Guatapé was founded on October 4th, 1811, and has evolved politically and economically throughout the years. Initially, it was a farming town where its economy depended on agriculture and mining activities.
1970 saw the construction of a large hydroelectric complex, which forever changed the area as it was dammed, flooding the land yet creating a beautiful network of lakes and islands. Unfortunately, several small settlements, including the original village of El Peñol, were abolished to make way for the rising waters.
Guatapé thus became one of the most important electric-producing centers in the country.
Here in the Colombian countryside stands a vast monolith towering high into the sky, millions of years old and worshipped for centuries by the Tahamí Indians, El Peñol is a sight to behold. The rock offers panoramic views of the outstanding landscape.
Over the centuries, as erosion wore down the land, one distinct patch of granite rock held its own against the blast of the elements.

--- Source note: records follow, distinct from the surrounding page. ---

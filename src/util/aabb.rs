use crate::util::indexing::*;
use crate::util::*;
use std::ops::Range;

/// Axis Aligned Bounding Box (AABB) for coordinate types.
/// Each instance is inclusive of both corners.
/// This class is responsible for alot of indexing operations,
/// where we map between a linear buffer and coordinates.
#[derive(Hash, Debug, Copy, Clone, Eq, PartialEq)]
pub struct AABB<const DIMENSION: usize> {
    pub bounds: Bounds<DIMENSION>,
}

impl<const GRID_DIMENSION: usize> std::fmt::Display for AABB<GRID_DIMENSION> {
    fn fmt(
        &self,
        f: &mut std::fmt::Formatter<'_>,
    ) -> Result<(), std::fmt::Error> {
        write!(f, "{:?}", self.bounds)
    }
}

impl<const DIMENSION: usize> AABB<DIMENSION> {
    /// Create AABB from raw bounds.
    #[inline]
    pub fn new(bounds: Bounds<DIMENSION>) -> Self {
        AABB { bounds }
    }

    /// Create AABB from corners.
    pub fn from_mm(min: Coord<DIMENSION>, max: Coord<DIMENSION>) -> Self {
        let result = AABB {
            bounds: Bounds::from_columns(&[min, max]),
        };
        debug_assert!(result.check_validity());
        result
    }

    /// The grid box with `extent` cells along every axis,
    /// anchored at the origin.
    pub fn cube(extent: i32) -> Self {
        debug_assert!(extent > 0);
        Self::from_mm(Coord::zero(), Coord::from_element(extent - 1))
    }

    /// Moving min to the origin, returns the exclusie size in each direction
    /// i.e. [0, 9]  would have exclusive size of 10.
    pub fn exclusive_bounds(&self) -> Coord<DIMENSION> {
        (self.bounds.column(1) - self.bounds.column(0)).add_scalar(1)
    }

    /// Return the number of coordinates contained in the instance.
    #[inline]
    pub fn buffer_size(&self) -> usize {
        real_buffer_size(&self.exclusive_bounds())
    }

    /// Return the linear index for a coord in the instance
    pub fn coord_to_linear(&self, coord: &Coord<DIMENSION>) -> usize {
        coord_to_linear(&(coord - self.min()), &self.exclusive_bounds())
    }

    /// Return the coordinate in the instance for a given linear index.
    pub fn linear_to_coord(&self, index: usize) -> Coord<DIMENSION> {
        linear_to_coord(index, &self.exclusive_bounds()) + self.min()
    }

    /// Check whether the instance contains a coordinate.
    pub fn contains(&self, coord: &Coord<DIMENSION>) -> bool {
        for d in 0..DIMENSION {
            if coord[d] < self.bounds[(d, 0)] || coord[d] > self.bounds[(d, 1)]
            {
                return false;
            }
        }
        true
    }

    /// Check whether another AABB is contained in the instance.
    pub fn contains_aabb(&self, other: &Self) -> bool {
        for d in 0..DIMENSION {
            if other.bounds[(d, 0)] < self.bounds[(d, 0)]
                || other.bounds[(d, 1)] > self.bounds[(d, 1)]
            {
                return false;
            }
        }
        true
    }

    /// Return min corner.
    pub fn min(&self) -> Coord<DIMENSION> {
        self.bounds.column(0).into()
    }

    /// Return max corner
    pub fn max(&self) -> Coord<DIMENSION> {
        self.bounds.column(1).into()
    }

    /// Check that max >= min
    pub fn check_validity(&self) -> bool {
        for d in 0..DIMENSION {
            if self.bounds[(d, 0)] > self.bounds[(d, 1)] {
                return false;
            }
        }
        true
    }

    /// Return iterator over contained coords
    /// in linear ordering.
    pub fn coord_iter(&self) -> impl Iterator<Item = Coord<DIMENSION>> + '_ {
        (0..self.buffer_size()).map(|i| self.linear_to_coord(i))
    }

    /// True when `self` occupies one contiguous run of `outer`'s
    /// row-major buffer, i.e. every axis after the first spans `outer`.
    pub fn is_contiguous_in(&self, outer: &Self) -> bool {
        (1..DIMENSION).all(|d| {
            self.bounds[(d, 0)] == outer.bounds[(d, 0)]
                && self.bounds[(d, 1)] == outer.bounds[(d, 1)]
        })
    }

    /// Linear index range of `self` within `outer`'s buffer.
    /// Only meaningful when `is_contiguous_in(outer)` holds.
    pub fn linear_range_in(&self, outer: &Self) -> Range<usize> {
        debug_assert!(outer.contains_aabb(self));
        debug_assert!(self.is_contiguous_in(outer));
        outer.coord_to_linear(&self.min())
            ..outer.coord_to_linear(&self.max()) + 1
    }
}

#[cfg(test)]
mod unit_tests {
    use super::*;

    #[test]
    fn buffer_size_test() {
        {
            let a = AABB::new(matrix![0, 5]);
            assert_eq!(a.buffer_size(), 6);
        }

        {
            let dimensions = AABB::new(matrix![0, 5; 0, 7]);
            assert_eq!(dimensions.buffer_size(), 6 * 8);
        }

        {
            let dimensions = AABB::new(matrix![1, 6; 1, 8]);
            assert_eq!(dimensions.buffer_size(), 6 * 8);
        }
    }

    #[test]
    fn cube_test() {
        assert_eq!(AABB::<1>::cube(10), AABB::new(matrix![0, 9]));
        assert_eq!(AABB::<2>::cube(4), AABB::new(matrix![0, 3; 0, 3]));
    }

    #[test]
    fn linear_to_coord_test() {
        {
            let bb = AABB::new(matrix![2, 8]);
            let c_1 = bb.linear_to_coord(5);
            assert_eq!(c_1, vector![7]);
        }

        {
            let a = AABB::new(matrix![1, 9]);
            assert_eq!(a.linear_to_coord(0), vector![1]);
        }
    }

    #[test]
    fn in_box_comp_test() {
        {
            let bound = AABB::new(matrix![0, 9]);
            let c = vector![8];
            let li = bound.coord_to_linear(&c);
            assert_eq!(c, bound.linear_to_coord(li));
        }

        {
            let bound = AABB::new(matrix![0, 9; 0, 9]);
            let c = vector![9, 8];
            let li = bound.coord_to_linear(&c);
            assert_eq!(li, 98);
            assert_eq!(c, bound.linear_to_coord(li));
        }
    }

    #[test]
    fn contains_test() {
        let a = AABB::new(matrix![0, 9; 0, 9]);
        let b = AABB::new(matrix![3, 7; 0, 9]);
        let c = AABB::new(matrix![8, 12; 0, 9]);
        let d = AABB::new(matrix![10, 12; 0, 9]);
        assert!(a.contains_aabb(&b));
        assert!(!a.contains_aabb(&c));
        assert!(!a.contains_aabb(&d));
        assert!(a.contains(&vector![9, 0]));
        assert!(!a.contains(&vector![9, -1]));
    }

    #[test]
    fn check_validity_test() {
        assert!(AABB::new(matrix![0, 9]).check_validity());
        assert!(!AABB::new(matrix![9, 0]).check_validity());
        assert!(AABB::new(matrix![0, 0]).check_validity());
    }

    #[test]
    fn linear_range_test() {
        let outer = AABB::new(matrix![0, 9; 0, 4]);
        let band = AABB::new(matrix![2, 3; 0, 4]);
        assert!(band.is_contiguous_in(&outer));
        assert_eq!(band.linear_range_in(&outer), 10..20);

        let column = AABB::new(matrix![0, 9; 1, 2]);
        assert!(!column.is_contiguous_in(&outer));

        let line = AABB::new(matrix![0, 99]);
        let tile = AABB::new(matrix![40, 59]);
        assert_eq!(tile.linear_range_in(&line), 40..60);
    }
}
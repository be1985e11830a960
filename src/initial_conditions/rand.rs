use crate::domain::*;
use rand::prelude::*;
use rand::rngs::StdRng;

/// Fill with integers in `[0, base)` drawn in linear order from a
/// generator seeded with `seed`. Filling is sequential so the result
/// does not depend on the thread count.
pub fn rand_ic<
    const GRID_DIMENSION: usize,
    DomainType: DomainView<GRID_DIMENSION>,
>(
    domain: &mut DomainType,
    seed: u64,
    base: u32,
) {
    debug_assert!(base > 0);
    let mut rng = StdRng::seed_from_u64(seed);
    for value_mut in domain.buffer_mut() {
        *value_mut = rng.gen_range(0..base) as f64;
    }
}
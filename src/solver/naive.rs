use crate::boundary::*;
use crate::domain::*;
use crate::solver::SolverInterface;
use crate::stencil::*;

/// Reference solver.
/// Visits every cell in linear order on the calling thread and gathers
/// each neighbor through the boundary policy. Works in any dimension and
/// is bit reproducible, the other solvers are checked against it.
pub struct NaiveSolver<'a, StencilType, BC, const GRID_DIMENSION: usize>
where
    StencilType: TVStencil<GRID_DIMENSION>,
    BC: BoundaryPolicy,
{
    stencil: &'a StencilType,
    bc: BC,
}

impl<'a, StencilType, BC, const GRID_DIMENSION: usize>
    NaiveSolver<'a, StencilType, BC, GRID_DIMENSION>
where
    StencilType: TVStencil<GRID_DIMENSION>,
    BC: BoundaryPolicy,
{
    pub fn new(stencil: &'a StencilType, bc: BC) -> Self {
        NaiveSolver { stencil, bc }
    }

    pub fn apply_step<DomainType: DomainView<GRID_DIMENSION>>(
        &self,
        input: &DomainType,
        output: &mut DomainType,
        global_time: usize,
    ) {
        debug_assert_eq!(input.aabb(), output.aabb());
        profiling::scope!("naive_solver: step");
        let aabb = *input.aabb();
        let offsets = self.stencil.offsets();
        let w = self.stencil.weights(global_time);
        let ib = input.buffer();
        let mut args = vec![0.0; offsets.len()];
        for (i, value) in output.buffer_mut().iter_mut().enumerate() {
            let coord = aabb.linear_to_coord(i);
            for (arg, offset) in args.iter_mut().zip(offsets) {
                *arg = self.bc.neighbor(input, &coord, offset);
            }
            *value = self.stencil.apply(&w, &args, ib[i]);
        }
    }
}

impl<StencilType, BC, const GRID_DIMENSION: usize>
    SolverInterface<GRID_DIMENSION>
    for NaiveSolver<'_, StencilType, BC, GRID_DIMENSION>
where
    StencilType: TVStencil<GRID_DIMENSION>,
    BC: BoundaryPolicy,
{
    fn step<DomainType: DomainView<GRID_DIMENSION>>(
        &self,
        input: &DomainType,
        output: &mut DomainType,
        global_time: usize,
    ) {
        self.apply_step(input, output, global_time);
    }

    fn name(&self) -> &'static str {
        "naive"
    }
}
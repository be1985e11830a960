// Get git info
// make available to src as constants
// Outside of a git checkout both fall back to "unknown"
use std::process::Command;

fn git(args: &[&str]) -> String {
    Command::new("git")
        .args(args)
        .output()
        .ok()
        .filter(|output| output.status.success())
        .and_then(|output| String::from_utf8(output.stdout).ok())
        .map(|s| s.trim().to_string())
        .filter(|s| !s.is_empty())
        .unwrap_or_else(|| "unknown".to_string())
}

fn main() {
    let git_describe = git(&["describe", "--tags", "--always", "--dirty"]);
    println!("cargo:rustc-env=GIT_DESCRIBE={git_describe}");

    let git_hash = git(&["rev-parse", "HEAD"]);
    println!("cargo:rustc-env=GIT_HASH={git_hash}");
    println!("cargo:rerun-if-changed=.git/HEAD");
}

The rock itself is about 70 million years old. The region surrounding the rock has a varied geological history. At one time, millions of years ago, most of Colombia was underwater, as evidenced by marine sedimentary deposits that date to that time.
Sometimes a land formation is so striking that it forms the backbone of an entire universe of religious beliefs, rituals, cultural practices, and folk yore.
The rock is culturally significant and shows how geology can affect and excite the human imagination just as much as astronomical phenomena. Stories tell of the indigenous Tahamí people worshipping the rock, and today, shrines to the Holy Mary and other religious figures mark the iconic staircase up to the top.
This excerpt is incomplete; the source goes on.